Practically, it’s anyone who looks European and that has white(ish) skin. I’m basically using it as a catch-all term for those who fit the criteria above and for those who don’t appear to be other POC and who don’t identify as POC.
5) Do country of origin or genetics play a part or is it strictly appearance?
I tend to identify White America as those who are of European decent (or who are from the Eastern Bloc/Russia. Etc since that’s technically Asia). People from the Iberian Peninsula and from around the Mediterranean Sea could be considered POC based on appearances, but are mostly considered white in America. There was a time when Italians weren’t considered to be white, but with intermixing with other people of European decent and the adoption of the English Language by Italian Americans, they were able to slide in to whiteness.

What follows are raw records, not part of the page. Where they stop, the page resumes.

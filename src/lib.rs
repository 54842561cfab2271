//! Voice Tasks - personal task manager driven by Spanish voice commands
//!
//! This library provides:
//! - A pure command interpreter (transcript + context in, action description out)
//! - `SQLite` storage for users, tasks and categories
//! - A voice session that executes actions and holds bulk confirmations
//! - Spoken replies (cloud TTS with local fallback) and due-date reminders
//! - An HTTP API for browser clients
//!
//! # Architecture
//!
//! ```text
//! ┌─────────────────────────────────────────────────────┐
//! │                    Interfaces                       │
//! │      HTTP API   │   CLI (command / listen)          │
//! └────────────────────┬────────────────────────────────┘
//!                      │ transcript
//! ┌────────────────────▼────────────────────────────────┐
//! │                 VoiceSession                        │
//! │  interpret ──► execute ──► speech  │  confirmation  │
//! └──────────┬─────────────────────────────┬────────────┘
//!            │                             │
//! ┌──────────▼──────────┐       ┌──────────▼────────────┐
//! │  TaskStore (SQLite) │       │ Speaker (TTS / local) │
//! └─────────────────────┘       └───────────────────────┘
//! ```

pub mod api;
pub mod command;
pub mod config;
pub mod db;
pub mod error;
pub mod model;
pub mod reminder;
pub mod session;
pub mod speech;
pub mod store;

pub use command::{Action, ActionParams, Intent, InterpretationResult, interpret};
pub use config::Config;
pub use db::{DbConn, DbPool};
pub use error::{Error, Result};
pub use model::{
    Category, CategoryFilter, CategoryId, Context, NewCategory, NewTask, Priority, Task, TaskId,
    TaskPatch, UserId,
};
pub use session::{Reply, VoiceSession};
pub use speech::{FallbackSpeaker, Speaker};
pub use store::{SqliteStore, TaskStore};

Historically, what has tended to constitute whiteness has been 1) Skin color 2) Speaking English 3) Not Jewish. There are some historical nuances and stuff that I’m not going to go in to.

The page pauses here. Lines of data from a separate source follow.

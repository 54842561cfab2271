//! Shared test utilities
#![allow(dead_code)]

use std::sync::Arc;

use chrono::{NaiveDate, Utc};
use voice_tasks::db::{self, User, UserRepo};
use voice_tasks::model::{Category, CategoryId, Priority, Task, TaskId};
use voice_tasks::{DbPool, NewCategory, NewTask, SqliteStore, TaskStore, VoiceSession};

/// Set up an in-memory test database
#[must_use]
pub fn setup_test_db() -> DbPool {
    db::init_memory().expect("failed to init test db")
}

/// Create a test user in the database
pub fn create_test_user(db: &DbPool, email: &str) -> User {
    UserRepo::new(db.clone())
        .find_or_create(email)
        .expect("failed to create test user")
}

/// Database, store and a voice session for one fresh user
pub struct Fixture {
    pub db: DbPool,
    pub store: Arc<dyn TaskStore>,
    pub session: Arc<VoiceSession>,
    pub user: User,
}

pub fn setup_session() -> Fixture {
    let db = setup_test_db();
    let user = create_test_user(&db, "ana@example.com");
    let store: Arc<dyn TaskStore> = Arc::new(SqliteStore::new(db.clone()));
    let session = Arc::new(VoiceSession::new(store.clone(), user.id));

    Fixture {
        db,
        store,
        session,
        user,
    }
}

impl Fixture {
    pub async fn add_task(&self, title: &str) -> Task {
        self.store
            .create_task(
                self.user.id,
                NewTask {
                    title: title.to_string(),
                    ..NewTask::default()
                },
            )
            .await
            .expect("failed to create task")
    }

    pub async fn add_category(&self, name: &str) -> Category {
        self.store
            .create_category(
                self.user.id,
                NewCategory {
                    name: name.to_string(),
                    color: None,
                },
            )
            .await
            .expect("failed to create category")
    }

    pub async fn task(&self, id: TaskId) -> Task {
        self.store
            .get_task(self.user.id, id)
            .await
            .expect("task should exist")
    }
}

/// In-memory task for interpreter tests
pub fn task(id: TaskId, title: &str) -> Task {
    Task {
        id,
        title: title.to_string(),
        description: None,
        completed: false,
        due_date: None,
        category_id: None,
        priority: Priority::Media,
        created_at: Utc::now(),
    }
}

pub fn category(id: CategoryId, name: &str) -> Category {
    Category {
        id,
        name: name.to_string(),
        color: "#6366F1".to_string(),
    }
}

pub fn today() -> NaiveDate {
    NaiveDate::from_ymd_opt(2025, 3, 10).expect("valid date")
}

I know that this isn’t the scope of the question, but I wanted to address people from the continent of Africa and the African Diaspora for a moment.
Blackness unites African Americans, Africans, and those from the African Diaspora. We have very, very similar experiences and there are a lot of similarities in the culture among these groups. With that said, there most definitely are cultural distinctions among blacks from those groups. People of African descent who are from the Continent and Diaspora share in the Black Experience in significant ways…so it’s not just limited to African Americans. But there are things that people from the Continent don’t necessarily understand about people from the Diaspora and vice versa.

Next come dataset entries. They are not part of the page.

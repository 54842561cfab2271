//! API key authentication middleware
//!
//! The server acts for one configured user, so the key gates access to that
//! user's tasks and categories rather than identifying a caller.

use std::sync::Arc;

use axum::{
    extract::{Request, State},
    http::StatusCode,
    middleware::Next,
    response::Response,
};

use super::ApiState;

/// Extract API key from Authorization header
fn extract_api_key(req: &Request) -> Option<&str> {
    req.headers()
        .get("authorization")
        .and_then(|v| v.to_str().ok())
        .and_then(|v| v.strip_prefix("Bearer "))
}

/// Middleware to verify the bearer key on `/api/*`
pub async fn require_api_key(
    State(state): State<Arc<ApiState>>,
    req: Request,
    next: Next,
) -> Result<Response, StatusCode> {
    // No key configured: local single-user mode
    let Some(expected_key) = &state.api_key else {
        return Ok(next.run(req).await);
    };

    match extract_api_key(&req) {
        Some(key) if key == expected_key => Ok(next.run(req).await),
        Some(_) => {
            tracing::warn!(path = %req.uri().path(), "invalid API key provided");
            Err(StatusCode::UNAUTHORIZED)
        }
        None => {
            tracing::debug!(path = %req.uri().path(), "no API key provided");
            Err(StatusCode::UNAUTHORIZED)
        }
    }
}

6) Does time in the United States matter?
No. I think that time in the US determines if a person is American but isn’t a litmus test for whiteness or blackness.
7) Are families that go back generations beyond the Civil War different from families like my own that arrived since 1900 or since 1970?
In terms of their status as White America, no. Obviously, people who were here after the Civil War weren’t complicit in slavery, but within a generation or two of their arrival here, they were viewed as American/white and didn’t face the same issues that blacks and other POC did.
Off topic, but germane to the subject at hand is that the role of slavery can’t be diminished in the building up of the color line. No other group was enslaved based on the color of their skin except black people. No other group was in slavery as consistently or as long as black people.
The Chinese were treated horrendously, but they were never enslaved. The Irish were enslaved, but for a comparatively short period of time, and as America lost it’s British/French/Spanish roots, the Irish were able to slide in to whiteness.
Native Americans were enslaved some, but they were also exterminated. That is a topic in and of itself and is a grave injustice.
So a lot of the root of what I’m speaking to is what has been the fruit of slavery (and European Imperialism). Black people were subjugated. There were laws that determined who could be considered white (those laws were most prominent in the American South). Our skin color and physical features were mocked and were used to mark us as being subhuman. Such treatment caused black people to band together. We perpetuated what we could of our African Roots and cerated our own culture that references Africa but is uniquely American.
LikeLiked by 1 person
Thank you so much for taking the time and energy to explain. It very much helps me to understand better.
You’re welcome. Let me know if you have any further questions.